La resolución exige el cumplimiento de las normas de seguridad laboral, protección ambiental y conservación de los recursos naturales. El título debe inscribirse en el Registro Público de la Propiedad y publicarse, a costa de la empresa, en el diario oficial dentro de un plazo de 30 días. Además, antes de realizar cualquier actividad, el concesionario debe solicitar permiso a los propietarios de los terrenos comprendidos en el área otorgada.
El documento establece restricciones espaciales específicas: no podrán ejecutarse labores de exploración o explotación a menos de 100 metros de pueblos, cementerios, edificios religiosos, pozos y vías de comunicación. La compañía deberá demarcar el polígono mediante mojones en sus vértices e iniciar la exploración en un plazo máximo de cuatro años, prorrogable por un año adicional.
El punto de fricción está en la tierra
Las obligaciones incluidas en el título reflejan una diferencia relevante entre la concesión y el acceso efectivo al territorio. La autorización estatal habilita el aprovechamiento minero dentro de un área delimitada, pero no elimina automáticamente los derechos de propietarios privados ni las disputas sobre tierras comunales. Por eso, el requisito de solicitar permisos a los dueños puede convertirse en una etapa decisiva si existen reclamos de comunidades o conflictos de titularidad.
Comunidades rurales e indígenas han denunciado el ingreso de empresas privadas, el cercamiento de terrenos y la afectación de la propiedad comunal y campesina sin orden judicial. En Kukra Hill, esas denuncias adquieren mayor peso por la presencia de territorios indígenas y afrodescendientes titulados. La información disponible sobre “El Almendro” confirma la ubicación de la concesión, pero no detalla si ya existen acuerdos con propietarios, procesos de consulta o disputas formales asociadas al lote.
Reformas y concentración del modelo extractivo
La expansión de la superficie concesionada ocurre en paralelo a reformas legales que, según la información publicada por La Gaceta, redujeron controles institucionales. Entre los cambios señalados está la modificación de normas como la Ley 1128 para eliminar estudios de impacto ambiental y consultas públicas obligatorias. La consecuencia política de ese marco es que una decisión inicialmente administrativa puede producir efectos territoriales y ambientales sin los mismos mecanismos de revisión que antes se exigían.
El proceso también está relacionado con la reorganización de activos mineros estatales tras las sanciones de Estados Unidos contra la Empresa Nicaragüense de Minas (ENIMINA). De acuerdo con los reportes citados, el Estado transfirió o reconfiguró concesiones a nombre de empresas extranjeras con escaso historial público, una medida orientada a evitar bloqueos financieros. Esa práctica dificulta seguir la estructura de propiedad y determinar quiénes ejercen el control económico sobre determinados proyectos.

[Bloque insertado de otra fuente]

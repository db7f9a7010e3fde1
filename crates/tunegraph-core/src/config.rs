//! Service configuration.
//!
//! Values are layered: built-in defaults, then an optional TOML file, then
//! environment variables. CLI flags are applied last by the binary.

use std::path::{Path, PathBuf};

use serde::Deserialize;

use crate::error::{TunegraphError, TunegraphResult};

/// Default number of first-hop neighbors kept around a focal node.
pub const DEFAULT_FIRST_HOP_LIMIT: usize = 30;

/// Top-level configuration.
#[derive(Debug, Clone, Default, Deserialize)]
#[serde(default)]
pub struct AppConfig {
    pub server: ServerConfig,
    pub graph: GraphConfig,
    pub database: DatabaseConfig,
}

/// HTTP server settings.
#[derive(Debug, Clone, Deserialize)]
#[serde(default)]
pub struct ServerConfig {
    pub host: String,
    pub port: u16,
    /// Directory of the built front-end, served for any unmatched path.
    pub static_dir: PathBuf,
}

impl Default for ServerConfig {
    fn default() -> Self {
        Self {
            host: "127.0.0.1".to_string(),
            port: 3000,
            static_dir: PathBuf::from("dist"),
        }
    }
}

/// Configuration for connecting to Neo4j.
#[derive(Debug, Clone, Deserialize)]
#[serde(default)]
pub struct GraphConfig {
    pub uri: String,
    pub user: String,
    pub password: String,
    pub database: String,
    pub max_connections: usize,
    pub fetch_size: usize,
    /// Cap on first-hop neighbors, applied before second-hop expansion.
    pub first_hop_limit: usize,
}

impl Default for GraphConfig {
    fn default() -> Self {
        Self {
            uri: "bolt://localhost:7687".to_string(),
            user: "neo4j".to_string(),
            password: "neo4j".to_string(),
            database: "neo4j".to_string(),
            max_connections: 16,
            fetch_size: 200,
            first_hop_limit: DEFAULT_FIRST_HOP_LIMIT,
        }
    }
}

/// Relational store settings.
#[derive(Debug, Clone, Deserialize)]
#[serde(default)]
pub struct DatabaseConfig {
    pub path: PathBuf,
}

impl Default for DatabaseConfig {
    fn default() -> Self {
        Self {
            path: PathBuf::from("session.db"),
        }
    }
}

impl AppConfig {
    /// Load configuration from an optional TOML file and the process environment.
    pub fn load(path: Option<&Path>) -> TunegraphResult<Self> {
        let mut config = match path {
            Some(path) => Self::from_toml(&std::fs::read_to_string(path)?)?,
            None => Self::default(),
        };
        config.apply_env(|key| std::env::var(key).ok())?;
        config.validate()?;
        Ok(config)
    }

    /// Parse configuration from TOML text.
    pub fn from_toml(text: &str) -> TunegraphResult<Self> {
        Ok(toml::from_str(text)?)
    }

    /// Override fields from environment-style lookups.
    pub fn apply_env<F>(&mut self, lookup: F) -> TunegraphResult<()>
    where
        F: Fn(&str) -> Option<String>,
    {
        if let Some(uri) = lookup("NEO4J_URI") {
            self.graph.uri = uri;
        }
        if let Some(user) = lookup("NEO4J_USER") {
            self.graph.user = user;
        }
        if let Some(password) = lookup("NEO4J_PASSWORD") {
            self.graph.password = password;
        }
        if let Some(path) = lookup("TUNEGRAPH_DB") {
            self.database.path = PathBuf::from(path);
        }
        if let Some(port) = lookup("TUNEGRAPH_PORT") {
            self.server.port = port
                .parse()
                .map_err(|_| {
                    TunegraphError::config(format!("TUNEGRAPH_PORT is not a port: {port}"))
                })?;
        }
        Ok(())
    }

    /// Reject settings the service cannot run with.
    pub fn validate(&self) -> TunegraphResult<()> {
        if self.graph.first_hop_limit == 0 {
            return Err(TunegraphError::config("graph.first_hop_limit must be at least 1"));
        }
        if self.graph.max_connections == 0 {
            return Err(TunegraphError::config("graph.max_connections must be at least 1"));
        }
        Ok(())
    }
}
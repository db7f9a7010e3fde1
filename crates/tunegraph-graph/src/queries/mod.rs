//! Read queries against the session graph.

pub mod neighborhood;
#[test]
fn test_sources_only_added_at_first_stage() {
    let mut workflow = workflow_with_sources(&[2]);
    fill_disease_status(&mut workflow, 1);
    workflow.advance().unwrap();

    let err = workflow.add_source(country(3, "Croatia")).unwrap_err();
    assert!(matches!(
        assessment_error(err),
        AssessmentError::InvalidTransition {
            from: WorkflowStage::MitigationMeasures,
            ..
        }
    ));
}

#[test]
fn test_remove_source_deletes_all_records() {
    let mut workflow = workflow_with_sources(&[2, 3]);
    fill_disease_status(&mut workflow, 1);

    assert!(workflow.remove_source(2).unwrap());
    assert!(!workflow.remove_source(2).unwrap());

    assert!(!workflow.is_source(2));
    assert!(workflow.disease_status_rows().iter().all(|r| r.country_id == 3));
    assert!(workflow.mitigation_measure_rows().iter().all(|r| r.country_id == 3));
    assert!(workflow.connection_rows().iter().all(|r| r.country_id == 3));
    assert!(workflow.check_invariants().is_ok());
}

// ============================================================================
// Fetched snapshots
// ============================================================================

#[test]
fn test_snapshot_fills_only_empty_fields() {
    let mut workflow = workflow_with_sources(&[]);
    let ticket = workflow.add_source(country(2, "Bulgaria")).unwrap().unwrap();
    workflow.set_disease_status(2, Disease::Fmd, Some(1)).unwrap();

    let date = NaiveDate::from_ymd_opt(2024, 5, 1);
    let applied = workflow.apply_disease_status(
        ticket,
        &snapshot(
            &[
                (Disease::Fmd, Some(3)),
                (Disease::Ppr, Some(2)),
                (Disease::Lsd, None),
                (Disease::Rvf, Some(9)),
            ],
            date,
        ),
    );
    assert!(applied);

    let scores = workflow.disease_status_rows()[0].scores;
    assert_eq!(scores.get(Disease::Fmd), Some(1));
    assert_eq!(scores.get(Disease::Ppr), Some(2));
    assert_eq!(scores.get(Disease::Lsd), None);
    assert_eq!(scores.get(Disease::Rvf), None);
    assert_eq!(workflow.dataset_dates().disease_status, date);
    assert_eq!(workflow.dataset_dates().mitigation_measures, None);
}

#[test]
fn test_stale_ticket_is_discarded_after_readd() {
    let mut workflow = workflow_with_sources(&[]);
    let first = workflow.add_source(country(2, "Bulgaria")).unwrap().unwrap();
    workflow.remove_source(2).unwrap();
    assert!(!workflow.is_current(first));

    let second = workflow.add_source(country(2, "Bulgaria")).unwrap().unwrap();
    assert_ne!(first, second);

    let late = snapshot(&[(Disease::Fmd, Some(3))], None);
    assert!(!workflow.apply_mitigation_measures(first, &late));
    assert_eq!(workflow.mitigation_measure_rows()[0].scores.get(Disease::Fmd), None);

    assert!(workflow.apply_mitigation_measures(second, &late));
    assert_eq!(
        workflow.mitigation_measure_rows()[0].scores.get(Disease::Fmd),
        Some(3)
    );
}

#[test]
fn test_restart_invalidates_outstanding_tickets() {
    let mut workflow = workflow_with_sources(&[]);
    let ticket = workflow.add_source(country(2, "Bulgaria")).unwrap().unwrap();
    workflow.restart();

    workflow.set_receiver(country(1, "Austria")).unwrap();
    let fresh = workflow.add_source(country(2, "Bulgaria")).unwrap().unwrap();
    assert!(!workflow.is_current(ticket));
    assert!(workflow.is_current(fresh));
}

// ============================================================================
// Edits and validation
// ============================================================================

#[test]
fn test_out_of_range_scores_are_rejected() {
    let mut workflow = workflow_with_sources(&[2]);

    let err = workflow
        .set_mitigation_measure(2, Disease::Lsd, Some(5))
        .unwrap_err();
    assert!(matches!(
        err,
        Error::Validation(ValidationError::ScoreOutOfRange { value: 5, max: 4, .. })
    ));
    assert!(workflow.set_mitigation_measure(2, Disease::Lsd, Some(4)).is_ok());
    assert!(workflow.set_disease_status(2, Disease::Lsd, Some(4)).is_err());
    assert!(workflow
        .set_connection(2, ConnectionField::Proximity, Some(4))
        .is_err());
}

#[test]
fn test_edits_require_a_source_country() {
    let mut workflow = workflow_with_sources(&[2]);
    let err = workflow
        .set_disease_status(7, Disease::Fmd, Some(1))
        .unwrap_err();
    assert_eq!(assessment_error(err), AssessmentError::NotASourceCountry(7));
}

#[test]
fn test_next_rejected_until_every_score_is_entered() {
    let mut workflow = workflow_with_sources(&[2, 3]);
    fill_disease_status(&mut workflow, 2);
    workflow.set_disease_status(3, Disease::Spgp, None).unwrap();

    assert!(!workflow.can_advance());
    match assessment_error(workflow.advance().unwrap_err()) {
        AssessmentError::IncompleteInput { stage, missing } => {
            assert_eq!(stage, WorkflowStage::DiseaseStatus);
            assert_eq!(missing.len(), 1);
            assert_eq!(missing[0].country_id, 3);
            assert_eq!(missing[0].field, "SPGP");
        }
        other => panic!("unexpected error {:?}", other),
    }
    assert_eq!(workflow.current_stage(), WorkflowStage::DiseaseStatus);

    workflow.set_disease_status(3, Disease::Spgp, Some(0)).unwrap();
    assert!(workflow.can_advance());
    assert_eq!(workflow.advance().unwrap(), WorkflowStage::MitigationMeasures);
}

#[test]
fn test_pathways_stage_needs_no_input() {
    let mut workflow = workflow_with_sources(&[2]);
    fill_disease_status(&mut workflow, 0);
    workflow.advance().unwrap();
    fill_mitigation(&mut workflow, 1);
    workflow.advance().unwrap();

    assert_eq!(workflow.current_stage(), WorkflowStage::Pathways);
    assert!(workflow.validate_stage(WorkflowStage::Pathways).is_ok());
    assert_eq!(workflow.advance().unwrap(), WorkflowStage::Connections);
}

#[test]
fn test_connections_need_all_six_fields() {
    let mut workflow = at_connections(&[2]);
    workflow
        .set_connection(2, ConnectionField::LivestockDensity, None)
        .unwrap();
    assert!(!workflow.can_submit());
    assert_eq!(workflow.missing_fields(WorkflowStage::Connections).len(), 1);

    assert_eq!(workflow.fill_empty_connections_with_zero().unwrap(), 1);
    assert_eq!(workflow.connection_rows()[0].livestock_density, Some(0));
    assert_eq!(workflow.connection_rows()[0].proximity, Some(3));
    assert!(workflow.can_submit());
}

#[test]
fn test_previous_keeps_entered_data() {
    let mut workflow = workflow_with_sources(&[2]);
    fill_disease_status(&mut workflow, 2);
    workflow.advance().unwrap();
    workflow.set_mitigation_measure(2, Disease::Fmd, Some(3)).unwrap();

    assert_eq!(workflow.retreat().unwrap(), WorkflowStage::DiseaseStatus);
    assert_eq!(workflow.disease_status_rows()[0].scores.get(Disease::Rvf), Some(2));
    assert_eq!(
        workflow.mitigation_measure_rows()[0].scores.get(Disease::Fmd),
        Some(3)
    );

    let err = workflow.retreat().unwrap_err();
    assert!(matches!(
        assessment_error(err),
        AssessmentError::InvalidTransition { .. }
    ));
}

#[test]
fn test_advance_stops_at_connections() {
    let mut workflow = at_connections(&[2]);
    let err = workflow.advance().unwrap_err();
    assert_eq!(
        assessment_error(err),
        AssessmentError::invalid_transition(WorkflowStage::Connections, "advance")
    );
}

// ============================================================================
// Submit and restart
// ============================================================================

#[test]
fn test_submit_only_from_connections() {
    let mut workflow = workflow_with_sources(&[2]);
    fill_disease_status(&mut workflow, 0);
    let err = workflow.submit(&RiskEngine::reference()).unwrap_err();
    assert_eq!(
        assessment_error(err),
        AssessmentError::invalid_transition(WorkflowStage::DiseaseStatus, "calculate")
    );
}

#[test]
fn test_submit_computes_fmd_scenario() {
    let mut workflow = at_connections(&[2]);
    workflow.set_disease_status(2, Disease::Fmd, Some(3)).unwrap();

    let submitted = workflow.submit(&RiskEngine::reference()).unwrap();
    assert_eq!(workflow.current_stage(), WorkflowStage::Completed);
    assert_eq!(submitted.results.len(), 5);
    assert_eq!(submitted.input.receiver.id, 1);

    let fmd = submitted
        .results
        .iter()
        .find(|r| r.disease == Disease::Fmd)
        .unwrap();
    assert_eq!(fmd.risk_score, 2);
    assert_eq!(workflow.results().map(|r| r.len()), Some(5));
}

#[test]
fn test_submit_rejects_gaps_in_earlier_stages() {
    let mut workflow = at_connections(&[2]);
    workflow.set_mitigation_measure(2, Disease::Ppr, None).unwrap();

    match assessment_error(workflow.submit(&RiskEngine::reference()).unwrap_err()) {
        AssessmentError::IncompleteInput { stage, .. } => {
            assert_eq!(stage, WorkflowStage::MitigationMeasures)
        }
        other => panic!("unexpected error {:?}", other),
    }
    assert_eq!(workflow.current_stage(), WorkflowStage::Connections);
}

#[test]
fn test_completed_assessment_is_locked() {
    let mut workflow = at_connections(&[2, 3]);
    workflow.submit(&RiskEngine::reference()).unwrap();

    let err = workflow
        .set_connection(2, ConnectionField::Proximity, Some(0))
        .unwrap_err();
    assert_eq!(assessment_error(err), AssessmentError::AssessmentLocked);
    assert!(workflow.remove_source(2).is_err());

    assert_eq!(workflow.retreat().unwrap(), WorkflowStage::Connections);
    assert!(workflow.results().is_none());
    assert!(workflow.remove_source(2).unwrap());
}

El dato territorial anticipa nuevas disputas
La concesión de Kukra Hill representa apenas 225,03 hectáreas, una fracción pequeña frente a la extensión total del país. Su relevancia reside en que se incorpora a un patrón de crecimiento que ya alcanza aproximadamente el 25 % del territorio nacional y que podría llegar al 40 %. Cada nuevo lote amplía no solo el espacio disponible para la exploración, sino también la posibilidad de superposiciones con asentamientos, áreas productivas, territorios comunitarios y zonas de valor ambiental.

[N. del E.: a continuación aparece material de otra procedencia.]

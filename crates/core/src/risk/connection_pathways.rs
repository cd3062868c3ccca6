//! Per-pathway connection profile.
//!
//! Translates the six bilateral connection factors into a connection score
//! for each introduction pathway. Each pathway score is one of 0, 1, 1.5 or 2.
//! `None` factors count as 0.

use crate::assessment::ConnectionRecord;
use crate::pathways::{Pathway, PathwayScores};

/// Derives the connection score of every pathway from one connection record.
pub fn connection_scores_per_pathway(record: &ConnectionRecord) -> PathwayScores {
    let live_animal_contact = record.live_animal_contact.unwrap_or(0);
    let legal_import = record.legal_import.unwrap_or(0);
    let proximity = record.proximity.unwrap_or(0);
    let illegal_import = record.illegal_import.unwrap_or(0);
    let connection = record.connection.unwrap_or(0);
    let livestock_density = record.livestock_density.unwrap_or(0);

    let mut scores = PathwayScores::default();
    scores.set(Pathway::Airborne, airborne(livestock_density, proximity));
    scores.set(
        Pathway::Vectorborne,
        vectorborne(livestock_density, proximity, connection),
    );
    scores.set(Pathway::WildAnimals, wild_animals(livestock_density, proximity));
    scores.set(Pathway::AnimalProduct, animal_product(legal_import, illegal_import));
    scores.set(Pathway::LiveAnimal, live_animal(live_animal_contact, proximity));
    scores.set(Pathway::Fomite, fomite(connection, proximity));
    scores
}

fn airborne(livestock_density: u8, proximity: u8) -> f64 {
    if livestock_density > 0 && proximity > 1 {
        2.0
    } else if proximity > 1 {
        1.0
    } else {
        0.0
    }
}

fn vectorborne(livestock_density: u8, proximity: u8, connection: u8) -> f64 {
    if (proximity > 1 && livestock_density > 0) || connection > 2 {
        2.0
    } else if proximity > 1 || connection > 1 {
        1.5
    } else if proximity == 1 || connection == 1 {
        1.0
    } else {
        0.0
    }
}

// Only shared borders (proximity 3) let wildlife carry the disease across.
fn wild_animals(livestock_density: u8, proximity: u8) -> f64 {
    match (proximity, livestock_density) {
        (3, 0) => 1.0,
        (3, _) => 2.0,
        _ => 0.0,
    }
}

fn animal_product(legal_import: u8, illegal_import: u8) -> f64 {
    match legal_import.max(illegal_import) {
        0 => 0.0,
        1 => 1.0,
        2 => 1.5,
        _ => 2.0,
    }
}

fn live_animal(live_animal_contact: u8, proximity: u8) -> f64 {
    match live_animal_contact {
        3..=u8::MAX => 2.0,
        2 => 1.5,
        1 => 1.0,
        _ if proximity == 3 => 1.0,
        _ => 0.0,
    }
}

fn fomite(connection: u8, proximity: u8) -> f64 {
    if connection == 3 {
        2.0
    } else if proximity > 1 || connection > 1 {
        1.5
    } else if proximity == 1 || connection == 1 {
        1.0
    } else {
        0.0
    }
}

#[cfg(test)]
mod tests {
    use super::*;
    use crate::assessment::ConnectionField;

    fn record(values: [u8; 6]) -> ConnectionRecord {
        let mut record = ConnectionRecord::empty(1);
        for (field, value) in ConnectionField::ALL.into_iter().zip(values) {
            record.set(field, Some(value));
        }
        record
    }

    #[test]
    fn test_no_connection_gives_zero_profile() {
        let scores = connection_scores_per_pathway(&ConnectionRecord::empty(1));
        assert_eq!(scores.total(), 0.0);
    }

    #[test]
    fn test_strong_neighbour_profile() {
        // liveAnimalContact, legalImport, proximity, illegalImport, connection, livestockDensity
        let scores = connection_scores_per_pathway(&record([3, 3, 3, 3, 3, 1]));
        assert_eq!(scores.airborne, 2.0);
        assert_eq!(scores.vectorborne, 2.0);
        assert_eq!(scores.wild_animals, 2.0);
        assert_eq!(scores.animal_product, 2.0);
        assert_eq!(scores.live_animal, 2.0);
        assert_eq!(scores.fomite, 2.0);
    }

    #[test]
    fn test_distant_trade_partner_profile() {
        let scores = connection_scores_per_pathway(&record([0, 2, 1, 1, 2, 0]));
        assert_eq!(scores.airborne, 0.0);
        assert_eq!(scores.vectorborne, 1.5);
        assert_eq!(scores.wild_animals, 0.0);
        assert_eq!(scores.animal_product, 1.5);
        assert_eq!(scores.live_animal, 0.0);
        assert_eq!(scores.fomite, 1.5);
    }

    #[test]
    fn test_border_without_livestock() {
        let scores = connection_scores_per_pathway(&record([0, 0, 3, 0, 0, 0]));
        assert_eq!(scores.airborne, 1.0);
        assert_eq!(scores.wild_animals, 1.0);
        assert_eq!(scores.live_animal, 1.0);
        assert_eq!(scores.vectorborne, 1.5);
    }
}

El cumplimiento formal de los dictámenes y de las obligaciones económicas no bastará para medir el impacto real de “El Almendro”. La evolución del proyecto dependerá de si la empresa obtiene los permisos de los propietarios, de la forma en que se hagan las inspecciones y de la transparencia con que se informe sobre sus operaciones. En un país donde la minería avanza sobre una proporción creciente del territorio, esas condiciones serán determinantes para establecer si la concesión se convierte en un proyecto operativo o en un nuevo foco de conflicto territorial.